百柱の間という巨大な空間の入口を飾っているレリーフ。

   

百柱の間というのは、文字通り、10本の柱が10列つまり100本の柱が並んだ部屋ということで、軍隊を謁見する間だったとか、諸国からの貢物を受領する間だったとかいわれている場所です。

柱は、ほとんど崩れてしまって残っていませんが、この間の入口部分の壁はよく残っていて、そこに色々なレリーフが彫られています。

一番上にダリウス1世が玉座に座った姿が彫られ、下の方に何段も諸々の民族の王が彫られています。諸民族の王の上に王の中の王ダリウス一世がいるということを示しているのでしょう。この諸民族の王が支える玉座に座るペルシャ大王というのは遺跡のいたるところで繰り返し出てきます。


中には大王の上にゾロアスター教(拝火教)のシンボルが描かれているものも残っています。

たとえば右。
これも、諸民族の王が支える大王ですが、玉座に座る大王の上に、ゾロアスター教のシンボルが彫られています。

鷲のように羽根を広げた上に人物が乗っているという奇妙な形のレリーフがゾロアスター教のシンボル(上に乗っている人が省略されているものもあります)。

ゾロアスター教といえば、善悪二元論。
宇宙・世界を善神アフラ・マズダと悪神アンラ・マイニュ(アフリマン)の闘争の場とする宗教であり、最後の審判という概念が、その後の多くの宗教に大きな影響を与えました。

ゾロアスター教は、後に古代ペルシャの国教になります。ダリウス一世が帰依していたことが影響しているのでしょうか。

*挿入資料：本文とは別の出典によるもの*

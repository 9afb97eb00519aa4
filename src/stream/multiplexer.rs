//! Translation of native agent events into client stream events.
//!
//! One [`StreamMultiplexer`] owns the assembly state of exactly one output
//! message. It emits events in the order the agent produced them and keeps
//! only what one part needs: the id of the open text part and the raw input
//! text of each tool call.

use std::collections::HashMap;

use serde_json::Value;
use tracing::debug;

use super::protocol::StreamEvent;
use crate::agent::AgentEvent;
use crate::types::FinishReason;

#[derive(Debug, Default)]
struct ToolPart {
    tool_name: String,
    input_text: String,
    input_available: bool,
    terminal: bool,
}

/// Per-message state machine.
#[derive(Debug)]
pub struct StreamMultiplexer {
    message_id: String,
    started: bool,
    finished: bool,
    open_text: Option<String>,
    text_parts: usize,
    tools: HashMap<String, ToolPart>,
}

impl Default for StreamMultiplexer {
    fn default() -> Self {
        Self::new(format!("msg_{}", uuid::Uuid::new_v4().simple()))
    }
}

impl StreamMultiplexer {
    pub fn new(message_id: impl Into<String>) -> Self {
        Self {
            message_id: message_id.into(),
            started: false,
            finished: false,
            open_text: None,
            text_parts: 0,
            tools: HashMap::new(),
        }
    }

    pub fn message_id(&self) -> &str {
        &self.message_id
    }

    /// Whether a terminal event has been emitted.
    pub fn is_finished(&self) -> bool {
        self.finished
    }

    /// Translate one native event.
    pub fn on_event(&mut self, event: AgentEvent) -> Vec<StreamEvent> {
        if self.finished {
            debug!(message_id = %self.message_id, ?event, "ignoring event after stream end");
            return Vec::new();
        }

        let mut out = Vec::new();
        match event {
            AgentEvent::StepStart => {
                self.ensure_started(&mut out);
                out.push(StreamEvent::StartStep);
            }
            AgentEvent::TextDelta { delta } => {
                if delta.is_empty() {
                    return out;
                }
                self.ensure_started(&mut out);
                let id = self.open_text_part(&mut out);
                out.push(StreamEvent::text_delta(id, delta));
            }
            AgentEvent::ToolCallStarted { call_id, tool_name } => {
                self.ensure_started(&mut out);
                self.close_text(&mut out);
                if self.tools.contains_key(&call_id) {
                    debug!(call_id = %call_id, "duplicate tool call start");
                    return out;
                }
                self.tools.insert(
                    call_id.clone(),
                    ToolPart {
                        tool_name: tool_name.clone(),
                        ..ToolPart::default()
                    },
                );
                out.push(StreamEvent::tool_input_start(call_id, tool_name));
            }
            AgentEvent::ToolCallDelta { call_id, args_delta } => {
                let Some(part) = self.tools.get_mut(&call_id) else {
                    debug!(call_id = %call_id, "input delta for unknown tool call");
                    return out;
                };
                if part.input_available || part.terminal {
                    return out;
                }
                part.input_text.push_str(&args_delta);
                out.push(StreamEvent::tool_input_delta(&call_id, args_delta));
                if let Some(input) = complete_input(&part.input_text) {
                    part.input_available = true;
                    out.push(StreamEvent::tool_input_available(call_id, part.tool_name.clone(), input));
                }
            }
            AgentEvent::ToolCallReady {
                call_id,
                tool_name,
                input,
            } => {
                self.ensure_started(&mut out);
                self.close_text(&mut out);
                if !self.tools.contains_key(&call_id) {
                    out.push(StreamEvent::tool_input_start(&call_id, &tool_name));
                }
                let part = self.tools.entry(call_id.clone()).or_insert_with(|| ToolPart {
                    tool_name: tool_name.clone(),
                    ..ToolPart::default()
                });
                if !part.input_available && !part.terminal {
                    part.input_available = true;
                    out.push(StreamEvent::tool_input_available(call_id, tool_name, input));
                }
            }
            AgentEvent::ToolResult { call_id, output } => {
                if let Some(part) = self.terminal_part(&call_id) {
                    part.terminal = true;
                    out.push(StreamEvent::tool_output_available(call_id, output));
                }
            }
            AgentEvent::ToolError { call_id, error } => {
                if let Some(part) = self.terminal_part(&call_id) {
                    part.terminal = true;
                    out.push(StreamEvent::tool_output_error(call_id, error));
                }
            }
            AgentEvent::StepFinish { .. } => {
                if self.started {
                    self.close_text(&mut out);
                    out.push(StreamEvent::FinishStep);
                }
            }
            AgentEvent::Finish { reason } => {
                out.extend(self.finish(Some(reason)));
            }
        }
        out
    }

    /// End of the agent stream; emits `finish` unless already terminated.
    pub fn finish(&mut self, reason: Option<FinishReason>) -> Vec<StreamEvent> {
        if self.finished {
            return Vec::new();
        }
        let mut out = Vec::new();
        self.ensure_started(&mut out);
        self.close_text(&mut out);
        out.push(StreamEvent::message_end(reason));
        self.finished = true;
        out
    }

    /// Fatal failure; emits a terminal `error` event.
    ///
    /// Before any content this yields the error alone, so a run that never
    /// started produces no partial message.
    pub fn fail(&mut self, error_text: impl Into<String>) -> Vec<StreamEvent> {
        if self.finished {
            return Vec::new();
        }
        let mut out = Vec::new();
        self.close_text(&mut out);
        out.push(StreamEvent::error(error_text));
        self.finished = true;
        out
    }

    fn ensure_started(&mut self, out: &mut Vec<StreamEvent>) {
        if !self.started {
            self.started = true;
            out.push(StreamEvent::message_start(&self.message_id));
        }
    }

    fn open_text_part(&mut self, out: &mut Vec<StreamEvent>) -> String {
        if let Some(id) = &self.open_text {
            return id.clone();
        }
        let id = format!("txt_{}", self.text_parts);
        self.text_parts += 1;
        out.push(StreamEvent::text_start(&id));
        self.open_text = Some(id.clone());
        id
    }

    fn close_text(&mut self, out: &mut Vec<StreamEvent>) {
        if let Some(id) = self.open_text.take() {
            out.push(StreamEvent::text_end(id));
        }
    }

    fn terminal_part(&mut self, call_id: &str) -> Option<&mut ToolPart> {
        match self.tools.get_mut(call_id) {
            Some(part) if !part.terminal => Some(part),
            Some(_) => {
                debug!(call_id, "ignoring second result for tool call");
                None
            }
            None => {
                debug!(call_id, "ignoring result for unknown tool call");
                None
            }
        }
    }
}

/// Tool input is complete once the accumulated text parses as an object or
/// array; a bare scalar may still be the prefix of a longer value.
fn complete_input(text: &str) -> Option<Value> {
    match serde_json::from_str::<Value>(text) {
        Ok(value @ (Value::Object(_) | Value::Array(_))) => Some(value),
        _ => None,
    }
}

#[cfg(test)]
mod tests {
    use super::*;
    use pretty_assertions::assert_eq;
    use serde_json::json;

    fn run(events: Vec<AgentEvent>) -> Vec<StreamEvent> {
        let mut mux = StreamMultiplexer::new("msg_1");
        let mut out: Vec<StreamEvent> = events.into_iter().flat_map(|e| mux.on_event(e)).collect();
        out.extend(mux.finish(None));
        out
    }

    #[test]
    fn text_fragments_share_one_part_and_carry_only_the_delta() {
        let out = run(vec![AgentEvent::text("Hel"), AgentEvent::text("lo")]);
        assert_eq!(
            out,
            vec![
                StreamEvent::message_start("msg_1"),
                StreamEvent::text_start("txt_0"),
                StreamEvent::text_delta("txt_0", "Hel"),
                StreamEvent::text_delta("txt_0", "lo"),
                StreamEvent::text_end("txt_0"),
                StreamEvent::message_end(None),
            ]
        );
    }

    #[test]
    fn tool_start_closes_text_and_input_completes_on_valid_json() {
        let out = run(vec![
            AgentEvent::text("Checking"),
            AgentEvent::tool_started("c1", "weatherTool"),
            AgentEvent::tool_delta("c1", "{\"location\":"),
            AgentEvent::tool_delta("c1", "\"Oslo\"}"),
            AgentEvent::ToolCallReady {
                call_id: "c1".into(),
                tool_name: "weatherTool".into(),
                input: json!({"location": "Oslo"}),
            },
            AgentEvent::tool_result("c1", json!({"temperature": 4})),
            AgentEvent::text("It is 4 degrees"),
        ]);
        assert_eq!(
            out,
            vec![
                StreamEvent::message_start("msg_1"),
                StreamEvent::text_start("txt_0"),
                StreamEvent::text_delta("txt_0", "Checking"),
                StreamEvent::text_end("txt_0"),
                StreamEvent::tool_input_start("c1", "weatherTool"),
                StreamEvent::tool_input_delta("c1", "{\"location\":"),
                StreamEvent::tool_input_delta("c1", "\"Oslo\"}"),
                StreamEvent::tool_input_available("c1", "weatherTool", json!({"location": "Oslo"})),
                StreamEvent::tool_output_available("c1", json!({"temperature": 4})),
                StreamEvent::text_start("txt_1"),
                StreamEvent::text_delta("txt_1", "It is 4 degrees"),
                StreamEvent::text_end("txt_1"),
                StreamEvent::message_end(None),
            ]
        );
    }

    #[test]
    fn scalar_prefix_does_not_complete_tool_input() {
        let mut mux = StreamMultiplexer::new("msg_1");
        mux.on_event(AgentEvent::tool_started("c1", "counter"));
        let first = mux.on_event(AgentEvent::tool_delta("c1", "1"));
        assert_eq!(first, vec![StreamEvent::tool_input_delta("c1", "1")]);
        mux.on_event(AgentEvent::tool_delta("c1", "2"));

        let ready = mux.on_event(AgentEvent::ToolCallReady {
            call_id: "c1".into(),
            tool_name: "counter".into(),
            input: json!(12),
        });
        assert_eq!(ready, vec![StreamEvent::tool_input_available("c1", "counter", json!(12))]);
    }

    #[test]
    fn tool_error_is_contained_to_its_part() {
        let out = run(vec![
            AgentEvent::tool_started("c1", "weatherTool"),
            AgentEvent::tool_error("c1", "Location 'Atlantis' not found"),
            AgentEvent::text("Sorry"),
        ]);
        assert!(out.contains(&StreamEvent::tool_output_error("c1", "Location 'Atlantis' not found")));
        assert!(out.contains(&StreamEvent::text_delta("txt_0", "Sorry")));
        assert_eq!(out.last(), Some(&StreamEvent::message_end(None)));
    }

    #[test]
    fn events_after_finish_are_ignored() {
        let mut mux = StreamMultiplexer::new("msg_1");
        mux.on_event(AgentEvent::tool_started("c1", "weatherTool"));
        let end = mux.on_event(AgentEvent::finish(FinishReason::Stop));
        assert_eq!(end.last(), Some(&StreamEvent::message_end(Some(FinishReason::Stop))));
        assert!(mux.on_event(AgentEvent::tool_result("c1", json!({}))).is_empty());
        assert!(mux.finish(None).is_empty());
        assert!(mux.fail("late").is_empty());
    }

    #[test]
    fn second_result_for_a_call_is_dropped() {
        let mut mux = StreamMultiplexer::new("msg_1");
        mux.on_event(AgentEvent::tool_started("c1", "t"));
        assert_eq!(mux.on_event(AgentEvent::tool_result("c1", json!(1))).len(), 1);
        assert!(mux.on_event(AgentEvent::tool_error("c1", "again")).is_empty());
        assert!(mux.on_event(AgentEvent::tool_result("unknown", json!(1))).is_empty());
    }

    #[test]
    fn failure_before_content_emits_only_error() {
        let mut mux = StreamMultiplexer::new("msg_1");
        assert_eq!(mux.fail("Agent unavailable: no key"), vec![StreamEvent::error("Agent unavailable: no key")]);
        assert!(mux.is_finished());
    }
}
use std::convert::Infallible;

use axum::body::Body;
use axum::extract::rejection::JsonRejection;
use axum::extract::{Path, Query, State};
use axum::http::{header, HeaderMap, HeaderName, HeaderValue};
use axum::response::{IntoResponse, Response};
use axum::Json;
use bytes::Bytes;
use serde::Deserialize;
use serde_json::json;
use tracing::{info, warn};

use super::{ApiError, AppState, THREAD_ID_HEADER};
use crate::stream::protocol::{PROTOCOL_HEADER, PROTOCOL_VERSION};
use crate::stream::relay::frames_body;
use crate::stream::{spawn_relay, StreamMultiplexer};
use crate::thread::{authorize, ThreadAccess, ThreadId, ThreadIdResolver};
use crate::turn::extract_latest_user_turn;
use crate::types::{ui_messages_from_history, UiMessage};

/// Body of a stream request: the client's thread id and its newest turn.
#[derive(Debug, Deserialize)]
#[serde(rename_all = "camelCase")]
pub struct StreamRequest {
    #[serde(default)]
    pub thread_id: Option<String>,
    #[serde(default)]
    pub messages: Vec<UiMessage>,
}

#[derive(Debug, Deserialize)]
pub struct HistoryQuery {
    pub limit: Option<usize>,
}

pub(super) async fn health() -> &'static str {
    "ok"
}

pub(super) async fn stream(
    State(st): State<AppState>,
    headers: HeaderMap,
    payload: Result<Json<StreamRequest>, JsonRejection>,
) -> Result<Response, ApiError> {
    let Json(req) = payload.map_err(|e| ApiError::BadRequest(e.body_text()))?;

    let turn = extract_latest_user_turn(&req.messages)?;
    let principal = st.principals.resolve(&headers);
    let thread_id = ThreadIdResolver::resolve(req.thread_id.as_deref(), &principal);
    authorize(st.owners.as_ref(), &thread_id, &principal, ThreadAccess::Write)
        .await
        .inspect_err(|_| warn!(thread_id = %thread_id, "stream refused for foreign thread"))?;

    let mut mux = StreamMultiplexer::default();
    info!(
        thread_id = %thread_id,
        message_id = %mux.message_id(),
        history_sent = req.messages.len(),
        "stream request"
    );

    let events = match st
        .invoker
        .invoke(turn, thread_id.clone(), &principal, st.config.run_config())
        .await
    {
        Ok(events) => events,
        Err(err) => {
            warn!(thread_id = %thread_id, error = %err, "invocation failed");
            return Ok(sse_response(frames_body(mux.fail(err.to_string())), &thread_id));
        }
    };

    let (body, _relay) = spawn_relay(events, mux, st.relay_settings(), st.shutdown.child_token());
    Ok(sse_response(body, &thread_id))
}

pub(super) async fn thread_messages(
    State(st): State<AppState>,
    headers: HeaderMap,
    Path(raw_id): Path<String>,
    Query(query): Query<HistoryQuery>,
) -> Result<impl IntoResponse, ApiError> {
    let thread_id =
        ThreadId::parse(&raw_id).ok_or_else(|| ApiError::BadRequest("thread id cannot be empty".into()))?;
    let principal = st.principals.resolve(&headers);
    authorize(st.owners.as_ref(), &thread_id, &principal, ThreadAccess::Read).await?;
    let limit = query.limit.unwrap_or(st.config.memory_window);
    let history = st.memory.recent(&thread_id, limit).await?;
    Ok(Json(json!({
        "threadId": thread_id,
        "messages": ui_messages_from_history(&history),
    })))
}

fn sse_response<S>(stream: S, thread_id: &ThreadId) -> Response
where
    S: futures::Stream<Item = Result<Bytes, Infallible>> + Send + 'static,
{
    let mut response = Body::from_stream(stream).into_response();
    let headers = response.headers_mut();
    headers.insert(header::CONTENT_TYPE, HeaderValue::from_static("text/event-stream"));
    headers.insert(header::CACHE_CONTROL, HeaderValue::from_static("no-cache"));
    headers.insert(header::CONNECTION, HeaderValue::from_static("keep-alive"));
    headers.insert(
        HeaderName::from_static(PROTOCOL_HEADER),
        HeaderValue::from_static(PROTOCOL_VERSION),
    );
    if let Ok(value) = HeaderValue::from_str(thread_id.as_str()) {
        headers.insert(HeaderName::from_static(THREAD_ID_HEADER), value);
    }
    response
}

他にペルセポリス内には、ゾロアスター教の宗教行事を行った壇なども残っています。



左下は獅子と戦う大王。獅子は大王に蹴りを入れ、大王は左手で獅子の頭をつかみ、右手で獅子の腹に刀をつき立てています。大王の力を現すレリーフなのでしょう。
獅子のほかにも、有翼の怪獣と同じように戦う大王の姿が彫られています(左下)。

 



アパダナ(謁見の間)

百柱の間を抜けると、いよいよペルセポリスで最も巨大なアパダナ(謁見の間)です。



この謁見の間は一段高くなっており、そこに昇るための階段の側面に有名な獅子と牡牛のレリーフやら、諸国の使節団の姿のレリーフやらが、びっしりと彫られています。

獅子と牡牛のレリーフの中で、比較的上手く撮れたかな、というのがこれ。


獅子の顔の部分が磨かれているので写しやすい。実はペルセポリスで使われている石は、全て磨くとこの写真の獅子のように黒く光るのだそうです。かなり重厚な建物だったんでしょうね。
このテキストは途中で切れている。